ЛГ: Мне кажется, она случилась благодаря тому, что сериал покрывал небольшой уровень спектра, — а потом был сделан рывок в сторону молодой аудитории, рывок в сторону интеллектуальной аудитории, еще несколько рывков. У комикса есть шансы такого рода?
ВШ: Не то что есть шансы, а в Америке вовсю процесс идет. В последние пять лет речь идет о вовлечении все более широкой аудитории. От образа читателя-толстого белого подростка двадцати лет постепенно уходят. Комиксы были ориентированы либо на него, либо на него же выросшего (это самые плохие комиксы на свете). Сейчас возникают принципиально новые герои: мусульманка-супергерой Мисс Марвел, те же Королевы Крыс. Они открывают дверь для совершенно новых людей в мир комиксов.
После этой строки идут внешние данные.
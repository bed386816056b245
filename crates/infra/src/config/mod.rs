//! Configuration loading
//!
//! Reads `.env`, config files and `CLIENTKEY_*` environment variables into
//! the domain [`Config`](clientkey_domain::Config).

pub mod loader;

// Re-export commonly used items
pub use loader::{apply_env_overrides, load, load_from_env, load_from_file, probe_config_paths};
use async_trait::async_trait;
use chrono::Utc;
use clientkey_common::CommonError;
use clientkey_domain::{BackendError, ProviderKind, Query, QueryOp, Record};
use serde_json::{json, Value};
use tracing::instrument;

use super::LocalTables;
use crate::ports::StorageBackend;

/// [`StorageBackend`] served entirely from local storage
#[derive(Debug, Clone)]
pub struct LocalBackend {
    tables: LocalTables,
}

impl LocalBackend {
    pub fn new(tables: LocalTables) -> Self {
        Self { tables }
    }

    pub fn tables(&self) -> &LocalTables {
        &self.tables
    }
}

fn local_failure(err: CommonError) -> BackendError {
    match err {
        CommonError::NotFound { resource_type, identifier } => BackendError::validation(format!(
            "record not found: {resource_type}/{}",
            identifier.unwrap_or_default()
        )),
        other => BackendError::new(other.to_string()).with_code("LOCAL_STORAGE"),
    }
}

fn required_id(query: &Query) -> Result<&str, BackendError> {
    query
        .record_id()
        .ok_or_else(|| BackendError::validation(format!("{} requires an id", query.op)))
}

#[async_trait]
impl StorageBackend for LocalBackend {
    fn provider(&self) -> ProviderKind {
        ProviderKind::Local
    }

    async fn connect(&self) -> Result<(), BackendError> {
        self.health_check().await
    }

    #[instrument(skip(self, query), fields(op = %query.op, resource = %query.resource))]
    async fn execute(&self, query: &Query) -> Result<Value, BackendError> {
        let resource = query.resource.as_str();
        let now = Utc::now();

        match query.op {
            QueryOp::Select => {
                let records = self.tables.load(resource).map_err(local_failure)?;
                Ok(Value::Array(records.into_iter().map(Value::Object).collect()))
            }
            QueryOp::Insert => {
                let payload = query
                    .payload
                    .clone()
                    .ok_or_else(|| BackendError::validation("INSERT requires a payload"))?;
                let stored = self.tables.insert(resource, payload, now).map_err(local_failure)?;
                Ok(Value::Object(stored))
            }
            QueryOp::Update => {
                let id = required_id(query)?;
                let changes = query.payload.clone().unwrap_or_else(Record::new);
                let stored =
                    self.tables.update(resource, id, &changes, now).map_err(local_failure)?;
                Ok(Value::Object(stored))
            }
            QueryOp::Delete => {
                let id = required_id(query)?;
                let deleted = self.tables.delete(resource, id).map_err(local_failure)?;
                Ok(json!({ "id": id, "deleted": deleted }))
            }
        }
    }

    async fn health_check(&self) -> Result<(), BackendError> {
        self.tables.store().get_item("health").map(|_| ()).map_err(local_failure)
    }
}

#[cfg(test)]
mod tests {
    use std::sync::Arc;

    use super::*;
    use crate::classifier::{classify, ErrorKind};
    use crate::local::MemoryLocalStore;

    fn backend() -> LocalBackend {
        LocalBackend::new(LocalTables::new(Arc::new(MemoryLocalStore::new())))
    }

    #[tokio::test]
    async fn crud_through_queries() {
        let backend = backend();
        let mut payload = Record::new();
        payload.insert("name".into(), json!("Ana"));

        let inserted = backend.execute(&Query::insert("clients", payload)).await.unwrap();
        let id = inserted["id"].as_str().unwrap().to_string();

        let mut changes = Record::new();
        changes.insert("name".into(), json!("Ana Maria"));
        let updated = backend.execute(&Query::update("clients", &id, changes)).await.unwrap();
        assert_eq!(updated["name"], json!("Ana Maria"));

        let listed = backend.execute(&Query::select("clients")).await.unwrap();
        assert_eq!(listed.as_array().unwrap().len(), 1);

        let deleted = backend.execute(&Query::delete("clients", &id)).await.unwrap();
        assert_eq!(deleted, json!({"id": id, "deleted": true}));
        assert_eq!(backend.execute(&Query::select("clients")).await.unwrap(), json!([]));
    }

    #[tokio::test]
    async fn update_of_missing_record_fails_fast() {
        let err = backend()
            .execute(&Query::update("clients", "ghost", Record::new()))
            .await
            .unwrap_err();
        assert!(err.message.contains("record not found"));
        assert_eq!(classify(Some(&err)), ErrorKind::Validation);
    }

    #[tokio::test]
    async fn delete_without_id_is_rejected() {
        let query = Query::new(QueryOp::Delete, "clients", None);
        let err = backend().execute(&query).await.unwrap_err();
        assert!(err.validation);
    }

    #[tokio::test]
    async fn always_connects() {
        let backend = backend();
        assert!(backend.connect().await.is_ok());
        assert_eq!(backend.provider(), ProviderKind::Local);
    }
}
В Америке еще какое-то время назад можно было, сейчас уже нет. Сейчас читателем может быть Ричард Макгуайр, автор «Нью-Йоркера», который всегда делал комиксы, это может быть девочка-подросток, это может быть мусульманский или афроамериканский взрослый дядя, который читает комиксы Та-Нехиши Коутса — и так далее, и так далее. Комиксы — это дикий, развивающийся мир. Понятно, что это долгий процесс и болезнененный, но потихоньку это происходит. В франкофонной традиции всегда говорят о том, что читатель комикса взросл и умен: это клерки, которые покупают гигантские альманахи манги, — но это особый случай. Нигде больше пока этого не получалось. Но поскольку все копируют американцев, то есть «догоняющие» страны. Мы потихоньку стремимся такой стать. Когда я рассказывал про эту автограф-сессию, которая вселила в меня оптимизм, я не сказал, что в публике были в большинстве своем девочки, которые на комиксах растут и уже знают, что их здесь принимают, что их здесь любят и ценят. И это круто. Поэтому, я думаю, отчасти комикс будет становиться мейнстримом. Девочки читают комиксы, мальчики читают комиксы, взрослые читают комиксы. Однако, как и книга, комикс требует вовлеченности. Он дает тебе визуальные коды, которые ты сразу считываешь, — но он требует, чтобы ты их читал. Это не телевизор и не сериал.
ЛГ: Тогда скажите, пожалуйста: какова она, влажная фантазия продавца комиксов на русском языке? Каков идеальный комикс, комикс мечты, который бы: 1. Реально продавался; 2. Был реально офигенный?
ВШ: Ну, «Маус». Пятый тираж или шестой.
ЛГ: Мне кажется, кое-кто пытается выкрутиться :) Вот если бы перед вами сидел человек и говорил: скажи, какой комикс, и он возникнет из воздуха...
ВШ: У меня есть надежда на один очень клевый комикс, не из воздуха. Я не могу сейчас назвать точнее, потому что мы только что купили лицензию. Скажу только, что это невообразимой красоты фэнтези про построение мира в толкиеновском ключе, с двойным, тройным дном. С одной стороны, оно отлично пойдет на детском рынке, а с другой стороны — на взрослом. У меня голубая мечта — чтобы этот комикс не только порадовал меня и фанатов, но и просто хорошо продавался. Столько людей у нас любит хоть самое поганое фэнтези читать — а тут бы читали офигенное.
ЛГ: Когда ждать?
ВШ: Я надеюсь, к концу осени, если будет все хорошо с материалами. Но в декабре скорее всего, к новому году ближе.